My first interactive experience with animals was when I met Cuckoo eleven years ago. I am not counting the numerous trips to the city zoo when as kids we were herded to see the caged animals seemingly disinterested with what was happening around them. Cuckoo (an Alsatian) was bred by a local veterinary care centre and sold by the breeder to my father. A fluffy handful and restless beyond words, all I could feel when I held him for the first time was his thumping heartbeat.
It was a delight to behold him and play with him and we (my partner and I) would always find the time to go visit my parents however late in the evening or however cold it be. And Delhi winters can be tough when you commute on a motorcycle in zero visibility. One fine day, in about five months, he had grown into an adult. My father’s constant worry was that he was not trained and could not be controlled. His size and outwardly fierce demeanour only compounded this. A free spirit, Cuckoo was as wild as they come – he would get into angry spats with the resident cow, shoo away the raucous crows, run like crazy to frighten the occasional peacock that found a perch on the overhead water storage tank.

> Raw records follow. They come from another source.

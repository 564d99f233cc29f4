//! End-to-end behaviour of the incremental search stack: monotonic
//! improvement of explored records and guaranteed termination.

use std::collections::HashMap;

use castle_defence_search::{
    AStarData, AStarGraph, AStarNeighbor, AStarNode, AStarPathfinder, AStarStart, Graph, Neighbor,
    Node, Pathfinder, SearchOutcome, Start, StepEvent,
};

struct WeightedGraph {
    edges: HashMap<&'static str, Vec<(&'static str, u32)>>,
}

impl WeightedGraph {
    fn new(edges: &[(&'static str, &[(&'static str, u32)])]) -> Self {
        Self {
            edges: edges
                .iter()
                .map(|(from, to)| (*from, to.to_vec()))
                .collect(),
        }
    }
}

impl Graph for WeightedGraph {
    type NodeId = &'static str;
    type Cost = u32;
    type NodeData = ();
    type EdgeData = ();

    fn neighbors(&self, parent: &Node<Self>) -> Vec<Neighbor<Self>> {
        self.edges
            .get(parent.id())
            .into_iter()
            .flatten()
            .map(|&(id, step_cost)| Neighbor {
                id,
                total_cost: parent.total_cost() + step_cost,
                node_data: (),
                edge_data: (),
            })
            .collect()
    }
}

/// Quotes boundary totals verbatim instead of accumulating them, so a
/// later enumeration can undercut an already-explored node.
struct QuotedGraph {
    edges: HashMap<&'static str, Vec<(&'static str, u32)>>,
}

impl Graph for QuotedGraph {
    type NodeId = &'static str;
    type Cost = u32;
    type NodeData = ();
    type EdgeData = ();

    fn neighbors(&self, parent: &Node<Self>) -> Vec<Neighbor<Self>> {
        self.edges
            .get(parent.id())
            .into_iter()
            .flatten()
            .map(|&(id, total_cost)| Neighbor {
                id,
                total_cost,
                node_data: (),
                edge_data: (),
            })
            .collect()
    }
}

#[test]
fn explored_costs_only_ever_improve() {
    // "b" is first explored at 3, then undercut at 2 once "a" gets its
    // turn; no step may ever raise the recorded cost of an explored node.
    let graph = QuotedGraph {
        edges: [
            ("start", vec![("b", 3), ("a", 4)]),
            ("a", vec![("b", 2)]),
            ("b", vec![]),
        ]
        .into_iter()
        .collect(),
    };
    let mut finder = Pathfinder::new(
        graph,
        Start {
            id: "start",
            total_cost: 0,
            data: (),
        },
    )
    .expect("construction");

    let mut recorded: HashMap<&'static str, u32> = HashMap::new();
    let mut saw_replacement = false;
    loop {
        let event = finder.step().expect("step");
        match event {
            StepEvent::Explored { node } => {
                assert!(recorded.insert(*node.id(), *node.total_cost()).is_none());
            }
            StepEvent::Replaced { node, previous } => {
                saw_replacement = true;
                assert!(node.total_cost() < previous.total_cost());
                let known = recorded
                    .insert(*node.id(), *node.total_cost())
                    .expect("replacement targets an explored node");
                assert!(*node.total_cost() < known);
            }
            StepEvent::DidNotReplace { node, ignored } => {
                assert!(ignored.total_cost() >= node.total_cost());
            }
            StepEvent::BoundaryExhausted => break,
        }
    }

    assert!(saw_replacement, "the cheaper route via a never landed");
    assert_eq!(recorded.get("b"), Some(&2));
    assert_eq!(finder.path_to(&"b"), Some(vec!["start", "a", "b"]));
}

#[test]
fn exhaustive_search_terminates_on_a_cyclic_component() {
    // "left" and "right" form a cycle; rediscoveries at equal or higher
    // cost are discarded, so the boundary must still drain.
    let graph = WeightedGraph::new(&[
        ("start", &[("left", 1)]),
        ("left", &[("right", 1)]),
        ("right", &[("left", 1)]),
        ("island", &[("start", 1)]),
    ]);
    let mut finder = Pathfinder::new(
        graph,
        Start {
            id: "start",
            total_cost: 0,
            data: (),
        },
    )
    .expect("construction");

    finder
        .step_until_boundary_exhausted()
        .expect("exhaustive search");

    // The disconnected node is never reached.
    assert_eq!(finder.explored_len(), 3);
    assert!(finder.node(&"island").is_none());
    assert_eq!(finder.boundary_len(), 0);
    assert!(finder.latest_event().is_boundary_exhausted());
}

struct HintedGraph {
    inner: WeightedGraph,
    heuristics: HashMap<&'static str, u32>,
}

impl AStarGraph for HintedGraph {
    type NodeId = &'static str;
    type Cost = u32;
    type NodeData = ();
    type EdgeData = ();

    fn neighbors(&self, parent: &AStarNode<Self>) -> Vec<AStarNeighbor<Self>> {
        self.inner
            .edges
            .get(parent.id())
            .into_iter()
            .flatten()
            .map(|&(id, step_cost)| AStarNeighbor {
                id,
                data: AStarData {
                    path_cost: parent.path_cost() + step_cost,
                    heuristic_cost: self.heuristics.get(id).copied().unwrap_or(0),
                    data: (),
                },
                edge_data: (),
            })
            .collect()
    }

    fn combine(&self, path_cost: &u32, heuristic_cost: &u32) -> u32 {
        path_cost + heuristic_cost
    }
}

#[test]
fn goal_directed_search_reconstructs_the_cheapest_route() {
    // Two routes to the goal: direct at 5, via "mid" at 4.
    let graph = HintedGraph {
        inner: WeightedGraph::new(&[
            ("start", &[("goal", 5), ("mid", 2)]),
            ("mid", &[("goal", 2)]),
            ("goal", &[]),
        ]),
        heuristics: [("start", 3), ("mid", 2), ("goal", 0)]
            .into_iter()
            .collect(),
    };
    let mut finder = AStarPathfinder::new(
        graph,
        AStarStart {
            id: "start",
            data: AStarData {
                path_cost: 0,
                heuristic_cost: 3,
                data: (),
            },
        },
    )
    .expect("construction");

    match finder.step_until_goal().expect("search") {
        SearchOutcome::FoundGoal { node } => {
            assert_eq!(*node.id(), "goal");
            assert_eq!(*node.path_cost(), 4);
        }
        SearchOutcome::BoundaryExhausted => panic!("goal is reachable"),
    }
    assert_eq!(
        finder.path_to(&"goal"),
        Some(vec!["start", "mid", "goal"])
    );
}
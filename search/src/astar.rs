//! Goal-directed search layered on top of the incremental pathfinder.
//!
//! An [`AStarGraph`] keeps path cost and heuristic cost as separate
//! figures on every node and combines them into the single ranking cost
//! the underlying boundary orders by. The layer also watches every step
//! for a goal node and pins the search once one is explored.

use std::fmt;

use crate::graph::{Graph, Neighbor, NeighborError, Node};
use crate::pathfinder::{Pathfinder, Start, StepEvent};

/// A graph searched under A* ordering.
///
/// Implementations describe neighbours with explicit path and heuristic
/// costs; [`AStarGraph::combine`] folds the pair into the ranking cost.
/// Goal detection defaults to a zero heuristic, which suits admissible
/// heuristics that only vanish at the goal; override
/// [`AStarGraph::found_goal`] for exact-identity checks.
pub trait AStarGraph: Sized {
    /// Identity of a node.
    type NodeId: Clone + Eq + std::hash::Hash + fmt::Debug;
    /// Cost figure used for path, heuristic and combined costs alike.
    type Cost: Clone + Ord + Default + fmt::Debug;
    /// Domain payload carried by every node.
    type NodeData: Clone + fmt::Debug;
    /// Domain payload carried by every discovery edge.
    type EdgeData: Clone + fmt::Debug;

    /// Enumerates the neighbours of an explored node.
    fn neighbors(&self, parent: &AStarNode<Self>) -> Vec<AStarNeighbor<Self>>;

    /// Folds a path cost and a heuristic cost into one ranking cost.
    fn combine(&self, path_cost: &Self::Cost, heuristic_cost: &Self::Cost) -> Self::Cost;

    /// Reports whether an explored node is a goal.
    fn found_goal(&self, node: &AStarNode<Self>) -> bool {
        *node.heuristic_cost() == Self::Cost::default()
    }

    /// Policy for malformed neighbour enumerations; the default fails
    /// the search.
    fn handle_neighbor_error(
        &self,
        _parent: &Self::NodeId,
        error: NeighborError<Self::NodeId>,
    ) -> Result<(), NeighborError<Self::NodeId>> {
        Err(error)
    }
}

/// Per-node payload an A* search tracks: the two cost figures plus the
/// domain payload.
pub struct AStarData<G: AStarGraph> {
    /// Accumulated cost of the discovery path from the start.
    pub path_cost: G::Cost,
    /// Estimated remaining cost to the goal.
    pub heuristic_cost: G::Cost,
    /// Domain payload.
    pub data: G::NodeData,
}

impl<G: AStarGraph> Clone for AStarData<G> {
    fn clone(&self) -> Self {
        Self {
            path_cost: self.path_cost.clone(),
            heuristic_cost: self.heuristic_cost.clone(),
            data: self.data.clone(),
        }
    }
}

impl<G: AStarGraph> fmt::Debug for AStarData<G> {
    fn fmt(&self, formatter: &mut fmt::Formatter<'_>) -> fmt::Result {
        formatter
            .debug_struct("AStarData")
            .field("path_cost", &self.path_cost)
            .field("heuristic_cost", &self.heuristic_cost)
            .field("data", &self.data)
            .finish()
    }
}

/// Neighbour proposal under A*: both cost figures are explicit and the
/// ranking cost is derived by [`AStarGraph::combine`].
pub struct AStarNeighbor<G: AStarGraph> {
    /// Identity of the proposed neighbour.
    pub id: G::NodeId,
    /// Cost figures and payload the neighbour would be recorded with.
    pub data: AStarData<G>,
    /// Payload for the discovery edge from the enumerating parent.
    pub edge_data: G::EdgeData,
}

/// Seed for an A* search.
pub struct AStarStart<G: AStarGraph> {
    /// Identity of the node the search begins from.
    pub id: G::NodeId,
    /// Cost figures and payload the start node is seeded with.
    pub data: AStarData<G>,
}

/// Bridge presenting an [`AStarGraph`] as a plain [`Graph`] whose node
/// payload is [`AStarData`] and whose ranking cost is the combined cost.
pub struct AStarAdapter<G: AStarGraph> {
    graph: G,
}

impl<G: AStarGraph> AStarAdapter<G> {
    /// The wrapped domain graph.
    #[must_use]
    pub fn graph(&self) -> &G {
        &self.graph
    }
}

impl<G: AStarGraph> Graph for AStarAdapter<G> {
    type NodeId = G::NodeId;
    type Cost = G::Cost;
    type NodeData = AStarData<G>;
    type EdgeData = G::EdgeData;

    fn neighbors(&self, parent: &Node<Self>) -> Vec<Neighbor<Self>> {
        self.graph
            .neighbors(parent)
            .into_iter()
            .map(|proposal| {
                let total_cost = self
                    .graph
                    .combine(&proposal.data.path_cost, &proposal.data.heuristic_cost);
                Neighbor {
                    id: proposal.id,
                    total_cost,
                    node_data: proposal.data,
                    edge_data: proposal.edge_data,
                }
            })
            .collect()
    }

    fn handle_neighbor_error(
        &self,
        parent: &Self::NodeId,
        error: NeighborError<Self::NodeId>,
    ) -> Result<(), NeighborError<Self::NodeId>> {
        self.graph.handle_neighbor_error(parent, error)
    }
}

/// A node explored by an A* search.
pub type AStarNode<G> = Node<AStarAdapter<G>>;

impl<G: AStarGraph> Node<AStarAdapter<G>> {
    /// Accumulated cost of this node's discovery path.
    #[must_use]
    pub fn path_cost(&self) -> &G::Cost {
        &self.data().path_cost
    }

    /// Estimated remaining cost from this node to the goal.
    #[must_use]
    pub fn heuristic_cost(&self) -> &G::Cost {
        &self.data().heuristic_cost
    }
}

/// One unit of A* work, distinguishing ordinary progress from the step
/// that discovered a goal.
pub enum AStarStepEvent<G: AStarGraph> {
    /// The search advanced without reaching a goal.
    Searching(StepEvent<AStarAdapter<G>>),
    /// The wrapped event explored or improved a goal node. Terminal and
    /// idempotent: further steps keep reporting the goal.
    FoundGoal(StepEvent<AStarAdapter<G>>),
}

impl<G: AStarGraph> AStarStepEvent<G> {
    /// The underlying pathfinder event.
    #[must_use]
    pub fn inner(&self) -> &StepEvent<AStarAdapter<G>> {
        match self {
            AStarStepEvent::Searching(event) | AStarStepEvent::FoundGoal(event) => event,
        }
    }

    /// Reports whether this event discovered (or re-reported) a goal.
    #[must_use]
    pub fn is_found_goal(&self) -> bool {
        matches!(self, AStarStepEvent::FoundGoal(_))
    }
}

impl<G: AStarGraph> Clone for AStarStepEvent<G> {
    fn clone(&self) -> Self {
        match self {
            AStarStepEvent::Searching(event) => AStarStepEvent::Searching(event.clone()),
            AStarStepEvent::FoundGoal(event) => AStarStepEvent::FoundGoal(event.clone()),
        }
    }
}

impl<G: AStarGraph> fmt::Debug for AStarStepEvent<G> {
    fn fmt(&self, formatter: &mut fmt::Formatter<'_>) -> fmt::Result {
        match self {
            AStarStepEvent::Searching(event) => {
                formatter.debug_tuple("Searching").field(event).finish()
            }
            AStarStepEvent::FoundGoal(event) => {
                formatter.debug_tuple("FoundGoal").field(event).finish()
            }
        }
    }
}

/// How a run-to-completion A* search ended.
pub enum SearchOutcome<G: AStarGraph> {
    /// A goal node was explored; the snapshot carries its state at the
    /// moment the search stopped.
    FoundGoal {
        /// The goal node.
        node: AStarNode<G>,
    },
    /// The boundary ran dry without reaching a goal.
    BoundaryExhausted,
}

impl<G: AStarGraph> fmt::Debug for SearchOutcome<G> {
    fn fmt(&self, formatter: &mut fmt::Formatter<'_>) -> fmt::Result {
        match self {
            SearchOutcome::FoundGoal { node } => formatter
                .debug_struct("FoundGoal")
                .field("node", node)
                .finish(),
            SearchOutcome::BoundaryExhausted => formatter.write_str("BoundaryExhausted"),
        }
    }
}

/// Incremental goal-directed search over an [`AStarGraph`].
///
/// Wraps a [`Pathfinder`] running on the [`AStarAdapter`] bridge and
/// checks every explored or replaced node against
/// [`AStarGraph::found_goal`]. Once a goal is found the search pins it:
/// further steps report the goal instead of doing more work, so the
/// boundary is left exactly as it was at discovery.
pub struct AStarPathfinder<G: AStarGraph> {
    inner: Pathfinder<AStarAdapter<G>>,
    goal: Option<G::NodeId>,
}

impl<G: AStarGraph> AStarPathfinder<G> {
    /// Creates the search and performs the first unit of work. The start
    /// node itself is checked against the goal test, so a search seeded
    /// at the goal is complete before the constructor returns.
    pub fn new(graph: G, start: AStarStart<G>) -> Result<Self, NeighborError<G::NodeId>> {
        let adapter = AStarAdapter { graph };
        let total_cost = adapter
            .graph
            .combine(&start.data.path_cost, &start.data.heuristic_cost);
        let inner = Pathfinder::new(
            adapter,
            Start {
                id: start.id,
                total_cost,
                data: start.data,
            },
        )?;

        let mut pathfinder = Self { inner, goal: None };
        if let StepEvent::Explored { node } = pathfinder.inner.latest_event() {
            if pathfinder.inner.graph().graph.found_goal(node) {
                pathfinder.goal = Some(node.id().clone());
            }
        }
        Ok(pathfinder)
    }

    /// Performs one discrete unit of work, or re-reports the goal if one
    /// has already been found.
    pub fn step(&mut self) -> Result<AStarStepEvent<G>, NeighborError<G::NodeId>> {
        if self.goal.is_some() {
            return Ok(AStarStepEvent::FoundGoal(self.inner.latest_event().clone()));
        }

        let event = self.inner.step()?;
        let goal_id = match event.node() {
            Some(node) if self.inner.graph().graph.found_goal(node) => Some(node.id().clone()),
            _ => None,
        };
        // A discarded rediscovery never flips the goal state.
        if matches!(event, StepEvent::DidNotReplace { .. }) {
            return Ok(AStarStepEvent::Searching(event));
        }
        match goal_id {
            Some(id) => {
                self.goal = Some(id);
                Ok(AStarStepEvent::FoundGoal(event))
            }
            None => Ok(AStarStepEvent::Searching(event)),
        }
    }

    /// Steps until a goal is found or the boundary is exhausted.
    pub fn step_until_goal(&mut self) -> Result<SearchOutcome<G>, NeighborError<G::NodeId>> {
        loop {
            if let Some(node) = self.goal_node() {
                return Ok(SearchOutcome::FoundGoal { node: node.clone() });
            }
            if self.inner.latest_event().is_boundary_exhausted() {
                return Ok(SearchOutcome::BoundaryExhausted);
            }
            let _ = self.step()?;
        }
    }

    /// Runs the search to completion and hands back the goal node, or
    /// `None` when the boundary drains first.
    pub fn find_goal(&mut self) -> Result<Option<AStarNode<G>>, NeighborError<G::NodeId>> {
        match self.step_until_goal()? {
            SearchOutcome::FoundGoal { node } => Ok(Some(node)),
            SearchOutcome::BoundaryExhausted => Ok(None),
        }
    }

    /// The discovered goal node, if a goal has been found.
    #[must_use]
    pub fn goal_node(&self) -> Option<&AStarNode<G>> {
        self.goal.as_ref().and_then(|id| self.inner.node(id))
    }

    /// The event produced by the most recent unit of work.
    #[must_use]
    pub fn latest_event(&self) -> &StepEvent<AStarAdapter<G>> {
        self.inner.latest_event()
    }

    /// The explored node recorded under the provided identity, if any.
    #[must_use]
    pub fn node(&self, id: &G::NodeId) -> Option<&AStarNode<G>> {
        self.inner.node(id)
    }

    /// Number of explored nodes.
    #[must_use]
    pub fn explored_len(&self) -> usize {
        self.inner.explored_len()
    }

    /// Number of entries waiting in the open boundary.
    #[must_use]
    pub fn boundary_len(&self) -> usize {
        self.inner.boundary_len()
    }

    /// The domain graph being searched.
    #[must_use]
    pub fn graph(&self) -> &G {
        &self.inner.graph().graph
    }

    /// Reconstructs the discovery path from the start to the provided
    /// identity, both inclusive.
    #[must_use]
    pub fn path_to(&self, id: &G::NodeId) -> Option<Vec<G::NodeId>> {
        self.inner.path_to(id)
    }
}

Once, my parents came back to a home that had been turned upside down – banana peels strewn around, socks and other laundry on the floor, newspapers torn to bits and a chewed-at pair of my father’s shoes.
My father decided to get a trainer who could ‘discipline’ Cuckoo and teach him to behave. Three trainers and many months later, there still was no ‘disciplining’ of our ruffian. He was happy when the trainer came as that offered him another walk, besides his scheduled walks that my father took him for. Soon, my father’s illness (that had remained undetected for long) got to a stage where he was either undergoing painful treatments or was bed-ridden at home.
With illness come changes in the daily routine of a household. While earlier, the morning might have begun with music on the radio over many cups of coffee and conversations, now it was frantic calls to the nursing agency about the nurse not having showed up yet again which meant a lot of additional work for an already over-stressed care-giver (usually my mother). It meant anxiety and impatience ruled the house. It also meant inadvertently de-prioritising Cuckoo’s needs.
Often when I look back at that time, I realise how effortlessly Cuckoo realised and accepted the deep-rooted changes the family underwent and acknowledged the role played by everyone. From a frisky bundle of joy who made playthings out of the curtains, the door mat and his favourite red ball, he suddenly was this sensitive co-traveller who wordlessly felt the pain of people around him and comforted everyone by just sitting close by with fluid eyes that spoke a thousand words – all of them conveying love and compassion.
He however continued to be the wild creature that he was and had constant run-ins with the local stray and more than once ‘accidentally’ bit the neighbour’s pooch. With no place to stay after an angry neighborhood demanded he be sent to the animal shelter, we welcomed him to our home many a time for long periods of banishment. Living with him was an experience and a lesson in how our illusions of control are as ephemeral as the morning dew drops. He was not one to learn to ‘behave’ and maintained his distinctive personality.
Once, left behind as we had to travel, he refused to eat food and finally ate only when he was fed from the hands of my partner’s mother (who was unaccustomed to and disliked any contact with animals). That was his way of asserting his being and reiterating the concept of free will. Another time, he bit me when I went to pet him, and while I was initially pained that we still did not share that total bond of trust, I later realised that it was the millions of crawling tics on his back that had made him miserable enough to snap at anyone. And his fluid eyes the next morning spoke volumes about his helplessness. The sweltering summer months (even indoors) were not particularly the most conducive for Cuckoo – who was more at home with the sub-zero winter temperatures.
Today, both of them are not around – I lost my father six years ago and then three years later Cuckoo also passed on. While my father was my inspiration to be a humanist, Cuckoo inspired me to value free will. A wild creature till the very end, he was, at the same time, a sensitive soul with a heart that acknowledged all actions unconditional. While he never learnt to ‘behave’, he exercised free will and empathy in most of his interactions.
When I go to a national park now, I sense the same spirit of free will that most animals exercise. Be it the elephant that chooses not to charge at you and trample you despite you getting annoyingly close to them to get that perfect shot, or the tiger that walks a breath away in the foliage and chooses not to attack you despite your being noisy and disrespectful of their space. To me, wild animals offer a window to understand how to co-exist, respect each other even as we exercise free will. They do kill but with the intent to survive and not mindlessly, not for sport. Their heightened sense of awareness of their surroundings and their ability to continuously adapt to their environs offer us insights into being socially-aware, less selfish and more empathetic to each other. To me, they are the only hope.